小偷看着床上侧睡着的老妈,心里庆幸老妈的脸朝着另一面。小偷跪在地上,伸手轻轻地翻开床垫,中指搁到什么东西,他慢慢挪,费了不知道多少时间,终于弄了出来,借着窗户的月光发现是好几张钞票,这金额是小偷拼死拼活干一年的收入。小偷窃喜。
小偷抽开手,准备放下床垫的瞬间,他感受到了床上老妈的细微动作。小偷吓得慌了,猛一抽手,结果老妈像翻牌一样,倒转过来,和小偷四目对上了。小偷被吓得一动不动,倒在地上,手里的钱和刀,捏得死紧。

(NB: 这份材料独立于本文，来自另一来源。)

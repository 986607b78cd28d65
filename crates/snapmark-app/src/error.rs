//! Application errors.

use snapmark_core::{ConfigError, DecodeError, EditorError};
use snapmark_render::RendererError;
use std::path::PathBuf;
use thiserror::Error;

#[derive(Debug, Error)]
pub enum AppError {
    #[error("Failed to read {path}: {source}")]
    Read {
        path: PathBuf,
        #[source]
        source: std::io::Error,
    },
    #[error("Failed to write {path}: {source}")]
    Write {
        path: PathBuf,
        #[source]
        source: std::io::Error,
    },
    #[error("Invalid configuration: {0}")]
    Config(#[from] ConfigError),
    #[error("Invalid script: {0}")]
    Script(#[from] serde_json::Error),
    #[error("Cannot decode {path}: {source}")]
    Decode {
        path: PathBuf,
        #[source]
        source: DecodeError,
    },
    #[error(transparent)]
    Editor(#[from] EditorError),
    #[error(transparent)]
    Render(#[from] RendererError),
}

pub type AppResult<T> = Result<T, AppError>;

然而老妈并没有动弹,虽然双眼睁得雷圆,但也没有闭上去的意思。小偷盯着看,心里又抽了一口凉气,身上的鸡皮疙瘩冒个不停,甚至连周遭空气中的臭气都消失不见了。
老妈死了?
小偷不敢相信,自己竟摊上了这档子事,死的念头又盘绕上心头。为此他到是腿脚来了力气,一个箭步上去,食指探着老妈的鼻孔,过了好久都没见到气出来。

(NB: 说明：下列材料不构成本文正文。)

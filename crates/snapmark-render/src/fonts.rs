//! Font lookup, text measurement and glyph outlines.
//!
//! Faces are found through `fontdb` and shaped with `rusttype`. Font sizes
//! are em sizes in pixels, the way a canvas font string reads.

use fontdb::{Database, Family, Query, Stretch, Style, Weight};
use kurbo::Point;
use rusttype::{point as rt_point, Font, OutlineBuilder, Scale};
use snapmark_core::geometry::{ApproximateMetrics, TextMeasure};
use snapmark_core::style::FontSpec;
use std::cell::RefCell;
use std::collections::HashMap;
use std::rc::Rc;
use tiny_skia::{Path, PathBuilder};

/// Text measurement that can also produce fillable glyph outlines.
pub trait GlyphOutlines: TextMeasure {
    /// Outline of `content` with its baseline starting at `origin`, or `None`
    /// when no glyphs can be drawn.
    fn text_path(&self, content: &str, font: &FontSpec<'_>, origin: Point) -> Option<Path>;
}

/// Approximate metrics draw nothing.
impl GlyphOutlines for ApproximateMetrics {
    fn text_path(&self, _content: &str, _font: &FontSpec<'_>, _origin: Point) -> Option<Path> {
        None
    }
}

/// Fonts from the system font directories plus any registered from bytes.
///
/// Lookups are cached per family name. A family that cannot be found falls
/// back to the sans-serif face, then to any loaded face; with no faces at
/// all, widths come from [`ApproximateMetrics`] and no glyphs are drawn.
pub struct SystemFonts {
    db: Database,
    cache: RefCell<HashMap<String, Option<Rc<Font<'static>>>>>,
}

impl Default for SystemFonts {
    fn default() -> Self {
        Self::new()
    }
}

impl SystemFonts {
    /// Load the fonts installed on this system.
    pub fn new() -> Self {
        let mut db = Database::new();
        db.load_system_fonts();
        log::debug!("Loaded {} system font faces", db.len());
        Self::from_database(db)
    }

    /// A font set with no faces; add some with [`load_font_data`](Self::load_font_data).
    pub fn empty() -> Self {
        Self::from_database(Database::new())
    }

    fn from_database(db: Database) -> Self {
        Self {
            db,
            cache: RefCell::new(HashMap::new()),
        }
    }

    /// Register a TrueType/OpenType font from memory.
    pub fn load_font_data(&mut self, data: Vec<u8>) {
        self.db.load_font_data(data);
        self.cache.borrow_mut().clear();
    }

    /// Number of loaded faces.
    pub fn face_count(&self) -> usize {
        self.db.len()
    }

    fn font(&self, family: &str) -> Option<Rc<Font<'static>>> {
        let family = family.trim().trim_matches(|c| c == '"' || c == '\'');
        if let Some(cached) = self.cache.borrow().get(family) {
            return cached.clone();
        }
        let font = self.lookup(family).map(Rc::new);
        if font.is_none() {
            log::warn!("No font face available for family '{}'", family);
        }
        self.cache.borrow_mut().insert(family.to_string(), font.clone());
        font
    }

    fn lookup(&self, family: &str) -> Option<Font<'static>> {
        let requested = match family.to_ascii_lowercase().as_str() {
            "sans-serif" => Family::SansSerif,
            "serif" => Family::Serif,
            "monospace" => Family::Monospace,
            "cursive" => Family::Cursive,
            "fantasy" => Family::Fantasy,
            _ => Family::Name(family),
        };
        let id = self
            .db
            .query(&query(&[requested]))
            .or_else(|| self.db.query(&query(&[Family::SansSerif])))
            .or_else(|| self.db.faces().next().map(|face| face.id))?;

        self.db
            .with_face_data(id, |data, index| Font::try_from_vec_and_index(data.to_vec(), index))
            .flatten()
    }
}

fn query<'a>(families: &'a [Family<'a>]) -> Query<'a> {
    Query {
        families,
        weight: Weight::NORMAL,
        stretch: Stretch::Normal,
        style: Style::Normal,
    }
}

/// rusttype scale for an em size in pixels.
fn em_scale(font: &Font<'_>, size: f64) -> Scale {
    let metrics = font.v_metrics_unscaled();
    let units_per_em = f32::from(font.units_per_em().max(1));
    Scale::uniform(size as f32 * (metrics.ascent - metrics.descent) / units_per_em)
}

impl TextMeasure for SystemFonts {
    fn measure_text_width(&self, content: &str, font: &FontSpec<'_>) -> f64 {
        let Some(face) = self.font(font.family) else {
            return ApproximateMetrics.measure_text_width(content, font);
        };
        let scale = em_scale(&face, font.size);
        face.layout(content, scale, rt_point(0.0, 0.0))
            .map(|glyph| glyph.position().x + glyph.unpositioned().h_metrics().advance_width)
            .fold(0.0_f32, f32::max) as f64
    }
}

impl GlyphOutlines for SystemFonts {
    fn text_path(&self, content: &str, font: &FontSpec<'_>, origin: Point) -> Option<Path> {
        let face = self.font(font.family)?;
        let scale = em_scale(&face, font.size);
        let mut sink = PathSink::default();
        for glyph in face.layout(content, scale, rt_point(origin.x as f32, origin.y as f32)) {
            let position = glyph.position();
            sink.offset = (position.x, position.y);
            glyph.unpositioned().build_outline(&mut sink);
        }
        sink.builder.finish()
    }
}

/// Collects glyph outlines (y-down, relative to the glyph origin) into a
/// tiny-skia path, shifted by the glyph's position.
#[derive(Default)]
struct PathSink {
    builder: PathBuilder,
    offset: (f32, f32),
}

impl OutlineBuilder for PathSink {
    fn move_to(&mut self, x: f32, y: f32) {
        self.builder.move_to(x + self.offset.0, y + self.offset.1);
    }

    fn line_to(&mut self, x: f32, y: f32) {
        self.builder.line_to(x + self.offset.0, y + self.offset.1);
    }

    fn quad_to(&mut self, x1: f32, y1: f32, x: f32, y: f32) {
        let (dx, dy) = self.offset;
        self.builder.quad_to(x1 + dx, y1 + dy, x + dx, y + dy);
    }

    fn curve_to(&mut self, x1: f32, y1: f32, x2: f32, y2: f32, x: f32, y: f32) {
        let (dx, dy) = self.offset;
        self.builder.cubic_to(x1 + dx, y1 + dy, x2 + dx, y2 + dy, x + dx, y + dy);
    }

    fn close(&mut self) {
        self.builder.close();
    }
}

/// A font set holding only the bundled Tuffy face.
#[cfg(test)]
pub(crate) fn tuffy() -> SystemFonts {
    let mut fonts = SystemFonts::empty();
    fonts.load_font_data(include_bytes!("../assets/Tuffy.ttf").to_vec());
    fonts
}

小偷直冲冲跑出房子,靠在樱花树下,呕吐得不行,似乎整个生命都要吐完了。
等到小偷缓过神来时,他看见另一颗樱桃树下浮现了老妈的影子。
钱你拿去用,生活要继续,死不是解决的法子。
说到这,我已经忍受不住头痛了,停了下来。陈妈还听得入神,突然这么咔嚓断了,她还没缓过神来,看着我,等着下文。
头痛。我指着脑袋。
哎哟,你瞧,光顾着听你说话来着。
陈妈进屋拿药和水。我在想要怎么讲这个故事,但是始终想不起来了,我感到遗憾,甚至可以说是伤心,就像自己之前一些列的事一样,并不开心。
陈妈摊开手,红色的药丸像两枚眼睛,直勾勾盯着我。
不过你说得真吓人,你看我,都觉得好像在亲身经历一样。我都能回味到当时的臭味了。
我吞了药丸,没过多久,头痛消失了,像是会持续到永远。虽然我知道,两小时后又会痛。
这时突然起了大风,天上的云集合得厉害,陈妈说要下雨了,冲到楼上收衣服去了。樱花树摇得厉害,花瓣齐刷刷掉,满地都是,又随着卷风,跑到更远的地方去了。此刻闪电落下,就在那不到一秒的时间缝里,面前的樱花树变成了一面镜子,里面显现出我的模样。